Search results and a flow diagram of study selection are summarised in figure 1. Initially, 24 studies were eligible for inclusion in this SR. However, one data set was duplicated and published in two different manuscripts38 39; therefore, the later one was excluded.38 From the 23 studies included in this SR, most studies (n=19) evaluated QoL,39–57 one study evaluated self-efficacy,56 one study evaluated helplessness,58 one evaluated pain catastrophising,56 two evaluated coping strategies,56 59 one evaluated depression and psychological distress,60 and one evaluated cognitive symptom management (CSM)61 in individuals with knee OA. The study of Broderick et al 56 considered more than one outcome as primary.

Figure 1

Flow diagram of study selection. Note: the Cumulative Index to Nursing and Allied Health Literature (CINAHL).

Participants’ characteristics of included studies

Across all studies, there were 3668 participants with knee OA (2607 women: 71.1%). The mean age ranged from 56.8 to 67.0 years old and the BMI ranged from 26.4 to 33.7. Of the 3668 participants, 1991 (54.3 %) were included in the intervention groups and 1677 (45.7 %) were included in the control groups. Details of characteristics of each study are outlined in online supplementary appendix 2, and the overall characteristics of the excluded studies are presented in online supplementary appendix 3 .

Supplementary file 2

Supplementary file 3

Methodological quality assessment

The agreements between raters in terms of PEDro scale and TIDieR checklist were 83.3% and 80.5%, respectively. Quality assessment results are presented in online supplementary appendices 4 and 5. Twelve studies were classified as high quality41 43 44 46 48 49 52 53 55 56 59 60 and 11 studies were classified as moderate quality.39 40 42 45 48 50 51 54 57 58 61 Inadequate blinding of subjects and therapists, and concealed allocation to groups, were the most common methodological limitations. Regarding TIDieR checklist, 11 studies had a good description of the interventions,40 43–45 47 51 53 54 56 59 60 11 studies had a moderate description39 42 46 48–50 52 55 57 58 61 and 1 study had a poor description.41 The most common items lacking were (1) describing the intervention provider and their expertise, background and any specific training given; (2) providing information on where physical or informational materials used in the intervention can be accessed; and (3) describing if intervention adherence or fidelity was assessed, how and by whom, and if any strategies were used to maintain or improve fidelity.

Risk of bias in included studies

Full descriptions of the risk of bias for the 23 trials are provided in online supplementary appendix 6 and in figures 2 and 3. Overall, the domains with the highest risk of bias were (1) blinding of participants, (2) clinicians’ experience and (3) blinding of outcome assessment.

Supplementary file 6

Figure 2

Risk of bias graph: review authors’ judgements about each risk of bias item presented as percentages across all included studies.

Figure 3

Risk of bias summary: review authors’ judgements about each risk of bias item for each included study.

Effects of interventions

Meta-analyses could only be performed for QoL due to the low number of studies investigating psychosocial outcomes.

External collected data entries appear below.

// logging.rs
use tracing_subscriber::{fmt, EnvFilter};

/// Installs the global subscriber. `RUST_LOG` wins when set
/// (e.g. `RUST_LOG=order_console=debug`), otherwise `info`.
pub fn init() {
    let filter = EnvFilter::try_from_default_env().unwrap_or_else(|_| EnvFilter::new("info"));

    fmt()
        .with_env_filter(filter)
        .with_target(true)
        .with_line_number(true)
        .init();
}

/// Test variant: debug level, captured by the test harness, safe to call
/// from every test.
#[cfg(test)]
pub fn init_test() {
    let _ = fmt()
        .with_env_filter(EnvFilter::new("debug"))
        .with_test_writer()
        .try_init();
}
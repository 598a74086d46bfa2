use crate::domain::{filter_shipments, GroupId, Shipment, ViewState};
use crate::errors::ServerError;
use crate::lookup::{LookupError, PhoneNumber, ShipmentLookup};
use crate::responses::{
    css_response, html_response, html_response_with_status, xlsx_response, ResultResp,
};
use crate::spreadsheets::{export_filename, shipments_workbook};
use crate::templates;
use crate::templates::pages::{LookupOutcome, OrderLookupVm};
use astra::Request;
use std::collections::HashMap;
use std::sync::Arc;
use std::time::Instant;

const MAIN_CSS: &str = include_str!("../static/main.css");

/// Shared, read-only handles every request needs.
#[derive(Clone)]
pub struct AppState {
    pub lookup: Arc<dyn ShipmentLookup>,
}

impl AppState {
    pub fn new(lookup: Arc<dyn ShipmentLookup>) -> Self {
        Self { lookup }
    }
}

pub fn handle(req: Request, app: &AppState) -> ResultResp {
    let method = req.method().as_str();
    let path = req.uri().path();

    tracing::debug!(method, path, "request");

    match (method, path) {
        ("GET", "/") => html_response(templates::pages::home_page()),
        ("GET", "/orders") => order_lookup(&req, app),
        ("GET", "/orders/export") => order_export(&req, app),
        ("GET", "/static/main.css") => css_response(MAIN_CSS),
        _ => Err(ServerError::NotFound),
    }
}

fn order_lookup(req: &Request, app: &AppState) -> ResultResp {
    let pairs = query_pairs(req);
    let partial = is_htmx(req);

    let raw_phone = pairs
        .iter()
        .find(|(k, _)| k == "phone")
        .map(|(_, v)| v.trim().to_string())
        .unwrap_or_default();

    if raw_phone.is_empty() {
        return render_lookup(
            OrderLookupVm {
                phone: raw_phone,
                state: ViewState::default(),
                outcome: LookupOutcome::Blank,
            },
            200,
            partial,
        );
    }

    let phone = match PhoneNumber::parse(&raw_phone) {
        Ok(p) => p,
        Err(_) => {
            return render_lookup(
                OrderLookupVm {
                    phone: raw_phone,
                    state: ViewState::default(),
                    outcome: LookupOutcome::InvalidPhone,
                },
                400,
                partial,
            );
        }
    };

    let state = ViewState::from_pairs(pairs.iter().map(|(k, v)| (k.as_str(), v.as_str())));

    match find_shipments(app, &phone) {
        Ok(shipments) => render_lookup(
            OrderLookupVm {
                phone: phone.to_string(),
                state,
                outcome: LookupOutcome::Found(&shipments),
            },
            200,
            partial,
        ),
        Err(LookupError::NotFound) => render_lookup(
            OrderLookupVm {
                phone: phone.to_string(),
                state: ViewState::default(),
                outcome: LookupOutcome::NotFound,
            },
            200,
            partial,
        ),
        Err(_) => render_lookup(
            OrderLookupVm {
                phone: phone.to_string(),
                state: ViewState::default(),
                outcome: LookupOutcome::Unavailable,
            },
            502,
            partial,
        ),
    }
}

fn order_export(req: &Request, app: &AppState) -> ResultResp {
    let params: HashMap<String, String> = query_pairs(req).into_iter().collect();

    let raw_phone = params
        .get("phone")
        .ok_or_else(|| ServerError::BadRequest("Missing phone".into()))?;
    let phone = PhoneNumber::parse(raw_phone).map_err(|e| ServerError::BadRequest(e.to_string()))?;
    let selected = params.get("group").and_then(|g| GroupId::parse(g));

    let shipments = find_shipments(app, &phone).map_err(|e| match e {
        LookupError::NotFound => ServerError::NotFound,
        other => ServerError::Upstream(other.to_string()),
    })?;

    let rows = filter_shipments(&shipments, selected);
    let buffer = shipments_workbook(&rows)?;

    tracing::info!(phone = %phone.masked(), rows = rows.len(), "exported lookup");

    let filename = export_filename(phone.as_str(), chrono::Local::now().date_naive());
    xlsx_response(buffer, &filename)
}

/// One upstream call per search, with timing and unknown-status logging.
fn find_shipments(app: &AppState, phone: &PhoneNumber) -> Result<Vec<Shipment>, LookupError> {
    let started = Instant::now();
    let result = app.lookup.find_by_phone(phone);
    let elapsed_ms = started.elapsed().as_millis() as u64;

    match &result {
        Ok(shipments) => {
            tracing::info!(phone = %phone.masked(), count = shipments.len(), elapsed_ms, "lookup ok");
            for s in shipments.iter().filter(|s| s.group() == GroupId::Unknown) {
                tracing::debug!(order = %s.order_code, status = %s.status, "unrecognized status");
            }
        }
        Err(LookupError::NotFound) => {
            tracing::info!(phone = %phone.masked(), elapsed_ms, "lookup found nothing");
        }
        Err(e) => {
            tracing::warn!(
                phone = %phone.masked(),
                elapsed_ms,
                retryable = e.is_retryable(),
                error = %e,
                "lookup failed"
            );
        }
    }

    result
}

fn render_lookup(vm: OrderLookupVm<'_>, status: u16, partial: bool) -> ResultResp {
    let markup = if partial {
        templates::pages::order_lookup_result(&vm)
    } else {
        templates::pages::order_lookup_page(&vm)
    };

    // htmx won't swap 4xx/5xx bodies, so fragments always go out as 200.
    if status == 200 || partial {
        html_response(markup)
    } else {
        html_response_with_status(status, markup)
    }
}

fn is_htmx(req: &Request) -> bool {
    req.headers().contains_key("HX-Request")
}

/// Decoded query pairs, in order, repeated keys kept.
fn query_pairs(req: &Request) -> Vec<(String, String)> {
    req.uri()
        .query()
        .map(|q| url::form_urlencoded::parse(q.as_bytes()).into_owned().collect())
        .unwrap_or_default()
}
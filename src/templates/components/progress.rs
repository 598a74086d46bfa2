use maud::{html, Markup};

pub fn progress_bar(percent: u8, cancelled: bool) -> Markup {
    let width = percent.min(100);
    html! {
        div
            class=(if cancelled { "progress progress-cancelled" } else { "progress" })
            role="progressbar"
            aria-valuemin="0"
            aria-valuemax="100"
            aria-valuenow=(width)
        {
            div class="progress-fill" style=(format!("width: {width}%;")) {}
            span class="progress-label" { (width) "%" }
        }
    }
}
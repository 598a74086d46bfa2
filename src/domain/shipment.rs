// src/domain/shipment.rs

use crate::domain::group::{group_of, GroupId};
use crate::domain::progress::percent;
use crate::domain::registry::{describe, StatusDescriptor};

/// One order as returned by a phone lookup. `order_code` is the identity key.
#[derive(Debug, Clone, PartialEq, Eq)]
pub struct Shipment {
    pub order_code: String,
    pub shipment_code: Option<String>,
    /// Raw status code exactly as the order system sent it.
    pub status: String,
    pub products: Vec<Product>,
}

#[derive(Debug, Clone, PartialEq, Eq)]
pub struct Product {
    pub product_name: String,
    pub product_link: Option<String>,
}

impl Shipment {
    pub fn descriptor(&self) -> StatusDescriptor<'_> {
        describe(&self.status)
    }

    pub fn group(&self) -> GroupId {
        group_of(&self.status)
    }

    pub fn percent(&self) -> u8 {
        percent(&self.status)
    }
}

#[cfg(test)]
pub(crate) fn shipment(order_code: &str, status: &str) -> Shipment {
    Shipment {
        order_code: order_code.to_string(),
        shipment_code: None,
        status: status.to_string(),
        products: Vec::new(),
    }
}
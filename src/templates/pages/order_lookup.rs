use crate::domain::aggregate::bucket_by_raw_status;
use crate::domain::{
    aggregate, filter_shipments, GroupId, Product, Shipment, StatusBucket, ViewState,
};
use crate::templates::components::{lookup_form, notice, progress_bar, timeline};
use crate::templates::desktop_layout;
use maud::{html, Markup};

pub enum LookupOutcome<'a> {
    /// No phone submitted yet.
    Blank,
    InvalidPhone,
    NotFound,
    /// Transport or order API failure.
    Unavailable,
    Found(&'a [Shipment]),
}

pub struct OrderLookupVm<'a> {
    pub phone: String,
    pub state: ViewState,
    pub outcome: LookupOutcome<'a>,
}

pub fn order_lookup_page(vm: &OrderLookupVm<'_>) -> Markup {
    desktop_layout(
        "Tra cứu đơn hàng",
        html! {
            main class="container" {
                h1 { "Tra cứu đơn hàng" }

                (lookup_form(&vm.phone))

                div id="lookup-result" aria-live="polite" {
                    (order_lookup_result(vm))
                }
            }
        },
    )
}

/// The part below the form. Returned on its own for htmx requests.
pub fn order_lookup_result(vm: &OrderLookupVm<'_>) -> Markup {
    match vm.outcome {
        LookupOutcome::Blank => html! {},
        LookupOutcome::InvalidPhone => notice(
            "error",
            "Số điện thoại không hợp lệ. Vui lòng nhập số di động Việt Nam (0xxxxxxxxx hoặc +84xxxxxxxxx).",
        ),
        LookupOutcome::NotFound => notice(
            "info",
            "Không tìm thấy đơn hàng nào với số điện thoại này.",
        ),
        LookupOutcome::Unavailable => notice(
            "error",
            "Hệ thống tra cứu đang gặp sự cố. Vui lòng thử lại sau ít phút.",
        ),
        LookupOutcome::Found(shipments) => found(shipments, &vm.state, &vm.phone),
    }
}

fn found(shipments: &[Shipment], state: &ViewState, phone: &str) -> Markup {
    let view = aggregate(shipments);
    let filtered = filter_shipments(shipments, state.selected_group);
    let buckets = bucket_by_raw_status(filtered.iter().copied());
    let unclassified = shipments.len() - view.counted_total();

    let export_state = ViewState {
        selected_group: state.selected_group,
        ..ViewState::default()
    };
    let export_href = format!("/orders/export?{}", export_state.to_query(phone));

    html! {
        section class="card" {
            div class="flex items-center justify-between" {
                p {
                    "Tìm thấy " strong { (shipments.len()) } " đơn hàng"
                    @if unclassified > 0 {
                        " (" (unclassified) " đơn chưa xác định trạng thái)"
                    }
                    "."
                }
                a href=(export_href) class="btn" download { "Tải Excel" }
            }

            (timeline(&view, state, phone))

            @if let Some(group) = state.selected_group {
                p class="filter-hint" {
                    "Đang lọc: " strong { (group.label()) } " · "
                    a
                        href=(format!("/orders?{}", state.with_group(group).to_query(phone)))
                        hx-get=(format!("/orders?{}", state.with_group(group).to_query(phone)))
                        hx-target="#lookup-result"
                        hx-push-url="true"
                    { "Bỏ lọc" }
                }
            }
        }

        @if buckets.is_empty() {
            (notice("info", "Không có đơn hàng nào trong nhóm này."))
        }

        @for bucket in &buckets {
            (bucket_section(bucket, state, phone))
        }
    }
}

fn bucket_section(bucket: &StatusBucket<'_>, state: &ViewState, phone: &str) -> Markup {
    html! {
        section class="card status-bucket" data-status=(bucket.status) {
            h3 { (bucket.label()) " " span class="badge" { (bucket.shipments.len()) } }
            table class="shipments" {
                thead {
                    tr {
                        th { "Mã đơn" }
                        th { "Mã vận đơn" }
                        th { "Trạng thái" }
                        th { "Tiến độ" }
                        th {}
                    }
                }
                tbody {
                    @for shipment in &bucket.shipments {
                        (shipment_rows(shipment, state, phone))
                    }
                }
            }
        }
    }
}

fn shipment_rows(shipment: &Shipment, state: &ViewState, phone: &str) -> Markup {
    let expanded = state.is_expanded(&shipment.order_code);
    let href = format!("/orders?{}", state.with_toggled(&shipment.order_code).to_query(phone));
    let cancelled = shipment.group() == GroupId::DaHuy;

    html! {
        tr data-order=(shipment.order_code) {
            td { (shipment.order_code) }
            td { (shipment.shipment_code.as_deref().unwrap_or("—")) }
            td { (shipment.descriptor().label) }
            td { (progress_bar(shipment.percent(), cancelled)) }
            td {
                a
                    href=(href)
                    hx-get=(href)
                    hx-target="#lookup-result"
                    hx-push-url="true"
                    aria-expanded=(if expanded { "true" } else { "false" })
                {
                    @if expanded { "Ẩn sản phẩm" } @else { "Xem sản phẩm" }
                }
            }
        }
        @if expanded {
            tr class="products" {
                td colspan="5" {
                    @if shipment.products.is_empty() {
                        span class="muted" { "Không có sản phẩm." }
                    } @else {
                        ol {
                            @for product in &shipment.products {
                                li {
                                    @match web_link(product) {
                                        Some(link) => {
                                            a href=(link) target="_blank" rel="noopener noreferrer" { (product.product_name) }
                                        }
                                        None => { (product.product_name) }
                                    }
                                }
                            }
                        }
                    }
                }
            }
        }
    }
}

/// Product links are typed in by customers; only http(s) becomes an anchor.
fn web_link(product: &Product) -> Option<&str> {
    let link = product.product_link.as_deref()?;
    let parsed = url::Url::parse(link).ok()?;
    matches!(parsed.scheme(), "http" | "https").then_some(link)
}
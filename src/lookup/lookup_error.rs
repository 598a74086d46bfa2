use thiserror::Error;

#[derive(Debug, Error)]
pub enum LookupError {
    #[error("Invalid phone number: {0}")]
    InvalidPhone(String),
    #[error("No orders found for this phone number")]
    NotFound,
    #[error("Network error: {0}")]
    Transport(String),
    #[error("Order API returned HTTP {status}")]
    Upstream { status: u16 },
    #[error("Could not decode order API response: {0}")]
    Decode(String),
}

impl LookupError {
    /// Everything except bad input and not-found is a "try again later".
    pub fn is_retryable(&self) -> bool {
        matches!(
            self,
            LookupError::Transport(_) | LookupError::Upstream { .. } | LookupError::Decode(_)
        )
    }
}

A detailed description of each intervention of all studies included in this SR is presented in online supplementary appendix 7.

Supplementary file 7

Effects of interventions on QoL

The results that could be pooled are presented through meta-analyses (figures 4 and 5) and those that could not be pooled are summarised in figure 6.

Figure 4

Meta-analyses of exercise therapy on health-related (A) and knee-related (B) QoL. Notes for (A) (time of post-treatment assessment and outcome measure): (1) 20 weeks, PQOL (1–10); (2) 12 weeks, SF-36 (1–100); (3) mixed data from 6 and 18 months, SF-36 (0–100); (4) 11 weeks, SF 36 (1–100). Notes for (B) (time of post-treatment assessment and outcome measure): (1) 6 weeks, KOOS-QoL (0–100); (2) 3 months, KOOS-QoL (1–100). KOOS, Knee Injury and Osteoarthritis Outcome Score; PQOL, Perceived Quality of Life; QoL, quality of life.

Figure 5

Meta-analyses of physical activity (A) and self-management (B) on health-related QoL. Notes for (A) (time of post-treatment assessment and outcome measure): (1) 12 months, SF-36 (1–100); (2) 4 weeks, SF-36 (1–100). Notes for (B) (time of post-treatment assessment and outcome measure): (1) 3 months, AQoL (−0.04; 1.00); (2) 10–20 weeks from randomisation, QLS (1–100); (3) 4 months, SF-36 (1–100); (4) 8 weeks, SF-36 (1–100). AQoL, Assessment of Quality of Life; QLS, Quality of Life Scale; QOL, quality of life; SF-36, 36-Item Short-Form Health Survey. 

Figure 6

Effects of other interventions on QoL and psychosocial outcomes. Notes (interventions and time of post-treatment assessment): (1) Methylsulfonylmethane supplementation versus placebo, 12 weeks; (2) yoga therapy versus exercise therapy, 2 weeks; (3) Tai Chi Qigong training versus no treatment, 8 weeks; (4) moxibustion treatment versus placebo, 6 weeks; (5) enzymatic hydrolysed collagen versus glucosamine sulfate, 2 weeks; (6) monochromatic infrared energy versus placebo, 2 weeks; (7) telephone-monitored exercise versus clinic-based exercise, 6 weeks; (8) pain-coping skills training versus informational brochure, 10–20 weeks; (9) self-management programme and exercise therapy versus self-management, 12 weeks; (10) internet-based cognitive behaviour therapy versus treatment as usual, 11 weeks; (11) internet-based cognitive behaviour therapy versus treatment as usual, 11 weeks; (12) nurse-led education programme versus educational booklet, 1 month; (13) pain-coping skills training versus informational brochure, 10–20 weeks; (14) combined exercise and pain-coping skills versus exercise therapy, 10 weeks; (15) pain-coping skills training versus informational brochure, 10–20 weeks. Mean values of studies 8, 10 and 11 were converted to negative values for presentation purposes. KOOS, Knee injury and Osteoarthritis Outcome Score; QoL, quality of life; CSQ, Coping Strategies Questionnaire; ASES, Arthritis Self-Efficacy Scale; AHI, Arthritis Helplessness Index; K-10, Kessler-10; PHQ-9, Patient Health Questionnaire-9; WHOQoL-Bref,  World Health Organisation Quality of Life-Bref; SF-36, 36-Item Short-Form Health Survey.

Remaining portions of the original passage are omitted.